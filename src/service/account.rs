//! Account service
//!
//! Read-side operations over the account store. There is no update or
//! delete surface; records are written once by provisioning.

use std::sync::Arc;

use crate::data::{AccountRecord, Database};
use crate::error::AppError;

/// Account service
pub struct AccountService {
    db: Arc<Database>,
}

impl AccountService {
    /// Create new account service
    pub fn new(db: Arc<Database>) -> Self {
        Self { db }
    }

    /// List every account record
    pub async fn list_accounts(&self) -> Result<Vec<AccountRecord>, AppError> {
        self.db.list_accounts().await
    }

    /// Fetch an account by the principal's email join key
    ///
    /// # Returns
    /// None when the email has no record; callers decide whether that is
    /// a not-found response or an unpersonalized page.
    pub async fn find_by_email(&self, email: &str) -> Result<Option<AccountRecord>, AppError> {
        self.db.get_account_by_email(email).await
    }

    /// Fetch an account by its public username
    pub async fn find_by_username(
        &self,
        username: &str,
    ) -> Result<Option<AccountRecord>, AppError> {
        self.db.get_account_by_username(username).await
    }
}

******************************

Assignment: What is needed here is a word-for-word copy of the whole listing.

Finished task:
filename src/service/account.rs
//! Account service
//!
//! Read-side operations over the account store. There is no update or
//! delete surface; records are written once by provisioning.

use std::sync::Arc;

use crate::data::{AccountRecord, Database};
use crate::error::AppError;

/// Account service
pub struct AccountService {
    db: Arc<Database>,
}

impl AccountService {
    /// Create new account service
    pub fn new(db: Arc<Database>) -> Self {
        Self { db }
    }

    /// List every account record
    pub async fn list_accounts(&self) -> Result<Vec<AccountRecord>, AppError> {
        self.db.list_accounts().await
    }

    /// Fetch an account by the principal's email join key
    ///
    /// # Returns
    /// None when the email has no record; callers decide whether that is
    /// a not-found response or an unpersonalized page.
    pub async fn find_by_email(&self, email: &str) -> Result<Option<AccountRecord>, AppError> {
        self.db.get_account_by_email(email).await
    }

    /// Fetch an account by its public username
    pub async fn find_by_username(
        &self,
        username: &str,
    ) -> Result<Option<AccountRecord>, AppError> {
        self.db.get_account_by_username(username).await
    }
}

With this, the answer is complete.